Task → Exactly the lines from the opening of the data through the line containing "pub fn vars(names: &[&str])" should be reproduced, please, with nothing added.

Stored items
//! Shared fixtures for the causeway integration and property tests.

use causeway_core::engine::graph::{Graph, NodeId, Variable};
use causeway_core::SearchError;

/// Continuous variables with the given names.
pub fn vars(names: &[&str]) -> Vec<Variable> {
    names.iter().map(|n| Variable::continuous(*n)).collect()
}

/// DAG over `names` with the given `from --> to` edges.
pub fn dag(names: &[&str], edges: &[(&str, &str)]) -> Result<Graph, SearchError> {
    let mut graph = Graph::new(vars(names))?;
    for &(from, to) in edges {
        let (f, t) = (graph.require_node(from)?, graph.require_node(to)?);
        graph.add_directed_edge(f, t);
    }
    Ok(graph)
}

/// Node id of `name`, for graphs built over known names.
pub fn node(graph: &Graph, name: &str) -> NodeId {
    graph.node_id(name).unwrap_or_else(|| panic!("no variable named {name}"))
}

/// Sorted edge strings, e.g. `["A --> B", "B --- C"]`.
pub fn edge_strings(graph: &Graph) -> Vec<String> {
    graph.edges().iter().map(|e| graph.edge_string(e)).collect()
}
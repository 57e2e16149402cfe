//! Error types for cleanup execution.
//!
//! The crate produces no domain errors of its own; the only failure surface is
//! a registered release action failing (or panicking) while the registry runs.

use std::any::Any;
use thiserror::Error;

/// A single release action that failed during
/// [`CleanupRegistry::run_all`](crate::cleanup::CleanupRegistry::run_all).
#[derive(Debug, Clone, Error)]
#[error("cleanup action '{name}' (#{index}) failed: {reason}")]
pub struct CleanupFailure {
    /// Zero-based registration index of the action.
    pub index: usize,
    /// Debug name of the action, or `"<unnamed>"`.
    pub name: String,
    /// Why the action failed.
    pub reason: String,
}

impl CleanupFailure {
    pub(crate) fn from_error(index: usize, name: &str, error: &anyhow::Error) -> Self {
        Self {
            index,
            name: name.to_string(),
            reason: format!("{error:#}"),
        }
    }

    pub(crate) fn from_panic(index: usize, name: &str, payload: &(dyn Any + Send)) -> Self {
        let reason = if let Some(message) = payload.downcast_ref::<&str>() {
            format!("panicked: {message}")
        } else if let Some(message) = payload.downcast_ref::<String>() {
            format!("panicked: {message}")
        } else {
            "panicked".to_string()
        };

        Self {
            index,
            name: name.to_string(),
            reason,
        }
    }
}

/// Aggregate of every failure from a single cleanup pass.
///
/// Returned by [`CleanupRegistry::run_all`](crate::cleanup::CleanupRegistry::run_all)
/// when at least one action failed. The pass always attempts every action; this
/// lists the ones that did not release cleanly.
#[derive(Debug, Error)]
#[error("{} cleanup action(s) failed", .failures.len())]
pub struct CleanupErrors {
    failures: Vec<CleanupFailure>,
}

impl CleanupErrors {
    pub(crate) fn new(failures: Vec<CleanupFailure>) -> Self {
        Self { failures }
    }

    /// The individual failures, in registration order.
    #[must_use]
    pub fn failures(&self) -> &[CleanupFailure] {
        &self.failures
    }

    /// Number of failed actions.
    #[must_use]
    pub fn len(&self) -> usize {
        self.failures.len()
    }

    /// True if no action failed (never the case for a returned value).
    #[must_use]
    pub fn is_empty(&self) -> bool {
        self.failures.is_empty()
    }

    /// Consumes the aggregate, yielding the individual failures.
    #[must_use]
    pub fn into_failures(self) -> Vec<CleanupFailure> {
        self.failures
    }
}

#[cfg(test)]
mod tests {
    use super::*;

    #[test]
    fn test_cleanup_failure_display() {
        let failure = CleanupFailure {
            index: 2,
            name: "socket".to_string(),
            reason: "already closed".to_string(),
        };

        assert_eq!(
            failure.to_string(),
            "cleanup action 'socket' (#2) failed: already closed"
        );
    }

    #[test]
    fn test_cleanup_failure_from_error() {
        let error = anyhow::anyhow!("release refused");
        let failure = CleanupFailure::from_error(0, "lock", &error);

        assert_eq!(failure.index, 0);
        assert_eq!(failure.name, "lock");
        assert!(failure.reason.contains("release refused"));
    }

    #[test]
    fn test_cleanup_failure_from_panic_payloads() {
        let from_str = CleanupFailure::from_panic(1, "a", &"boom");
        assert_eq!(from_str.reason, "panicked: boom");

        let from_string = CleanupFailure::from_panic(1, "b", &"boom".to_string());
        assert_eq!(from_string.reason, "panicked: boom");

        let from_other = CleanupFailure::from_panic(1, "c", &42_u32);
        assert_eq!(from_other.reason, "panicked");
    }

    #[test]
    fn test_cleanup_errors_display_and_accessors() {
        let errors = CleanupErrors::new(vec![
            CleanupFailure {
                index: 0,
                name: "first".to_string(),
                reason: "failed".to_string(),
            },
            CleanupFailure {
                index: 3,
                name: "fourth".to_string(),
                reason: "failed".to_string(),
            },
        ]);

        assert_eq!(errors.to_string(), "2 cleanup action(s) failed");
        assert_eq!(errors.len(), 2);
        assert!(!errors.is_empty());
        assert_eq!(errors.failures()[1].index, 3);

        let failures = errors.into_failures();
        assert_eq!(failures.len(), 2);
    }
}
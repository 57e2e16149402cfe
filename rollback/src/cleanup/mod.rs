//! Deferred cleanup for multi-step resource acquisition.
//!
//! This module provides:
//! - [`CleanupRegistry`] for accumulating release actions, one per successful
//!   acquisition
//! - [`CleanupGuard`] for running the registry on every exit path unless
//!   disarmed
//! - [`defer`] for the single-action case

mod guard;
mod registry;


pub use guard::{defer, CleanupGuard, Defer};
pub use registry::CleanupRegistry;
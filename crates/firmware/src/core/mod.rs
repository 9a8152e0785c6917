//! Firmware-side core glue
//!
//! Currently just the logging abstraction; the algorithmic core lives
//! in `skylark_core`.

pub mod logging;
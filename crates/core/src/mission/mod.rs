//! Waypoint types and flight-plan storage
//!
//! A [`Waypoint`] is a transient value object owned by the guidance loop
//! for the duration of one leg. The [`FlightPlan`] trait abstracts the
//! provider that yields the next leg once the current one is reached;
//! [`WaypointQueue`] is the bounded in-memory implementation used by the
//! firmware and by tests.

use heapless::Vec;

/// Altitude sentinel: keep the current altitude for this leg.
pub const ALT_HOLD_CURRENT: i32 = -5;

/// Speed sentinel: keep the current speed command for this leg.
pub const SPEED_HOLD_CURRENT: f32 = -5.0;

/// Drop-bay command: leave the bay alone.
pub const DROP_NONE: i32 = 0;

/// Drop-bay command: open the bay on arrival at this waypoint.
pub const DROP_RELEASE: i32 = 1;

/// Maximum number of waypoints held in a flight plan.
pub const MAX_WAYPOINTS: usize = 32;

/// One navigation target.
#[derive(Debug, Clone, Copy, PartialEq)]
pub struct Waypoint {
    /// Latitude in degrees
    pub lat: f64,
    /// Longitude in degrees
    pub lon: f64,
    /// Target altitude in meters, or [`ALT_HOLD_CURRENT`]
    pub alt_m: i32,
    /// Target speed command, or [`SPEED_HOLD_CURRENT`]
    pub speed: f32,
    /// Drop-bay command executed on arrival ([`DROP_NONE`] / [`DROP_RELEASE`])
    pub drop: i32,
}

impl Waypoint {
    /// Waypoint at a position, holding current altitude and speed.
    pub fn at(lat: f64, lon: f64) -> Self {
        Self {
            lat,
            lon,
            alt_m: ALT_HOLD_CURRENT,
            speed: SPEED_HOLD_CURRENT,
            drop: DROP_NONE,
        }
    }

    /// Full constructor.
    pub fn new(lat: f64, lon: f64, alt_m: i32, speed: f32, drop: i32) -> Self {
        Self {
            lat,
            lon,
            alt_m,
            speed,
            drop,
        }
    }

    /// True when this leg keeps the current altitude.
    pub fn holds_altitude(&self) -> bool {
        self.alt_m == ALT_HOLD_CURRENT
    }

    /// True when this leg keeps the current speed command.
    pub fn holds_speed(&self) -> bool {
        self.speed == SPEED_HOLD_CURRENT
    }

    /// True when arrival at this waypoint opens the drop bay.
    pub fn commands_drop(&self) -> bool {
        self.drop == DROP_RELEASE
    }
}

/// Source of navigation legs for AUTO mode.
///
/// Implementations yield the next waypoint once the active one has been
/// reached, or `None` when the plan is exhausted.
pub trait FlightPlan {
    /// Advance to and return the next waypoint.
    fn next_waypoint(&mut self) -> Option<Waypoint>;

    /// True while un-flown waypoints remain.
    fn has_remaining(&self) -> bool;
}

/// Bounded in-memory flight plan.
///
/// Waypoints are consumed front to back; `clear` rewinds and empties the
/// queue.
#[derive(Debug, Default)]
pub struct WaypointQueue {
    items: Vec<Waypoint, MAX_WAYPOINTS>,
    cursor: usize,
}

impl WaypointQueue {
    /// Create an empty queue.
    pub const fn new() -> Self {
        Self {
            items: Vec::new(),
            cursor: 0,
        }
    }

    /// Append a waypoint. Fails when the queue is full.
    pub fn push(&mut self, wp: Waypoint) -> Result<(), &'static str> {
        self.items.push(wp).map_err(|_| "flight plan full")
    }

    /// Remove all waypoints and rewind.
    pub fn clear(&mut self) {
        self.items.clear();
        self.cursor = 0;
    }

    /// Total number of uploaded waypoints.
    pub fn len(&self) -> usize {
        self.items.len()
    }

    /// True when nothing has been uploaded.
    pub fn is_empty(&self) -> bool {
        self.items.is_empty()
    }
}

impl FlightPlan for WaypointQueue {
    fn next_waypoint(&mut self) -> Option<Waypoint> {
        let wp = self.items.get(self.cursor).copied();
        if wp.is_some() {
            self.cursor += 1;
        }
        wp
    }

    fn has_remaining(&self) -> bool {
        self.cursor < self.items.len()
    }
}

Task solution →
//! Shared fixtures for the causeway integration and property tests.

use causeway_core::engine::graph::{Graph, NodeId, Variable};
use causeway_core::SearchError;

/// Continuous variables with the given names.
pub fn vars(names: &[&str]) -> Vec<Variable> {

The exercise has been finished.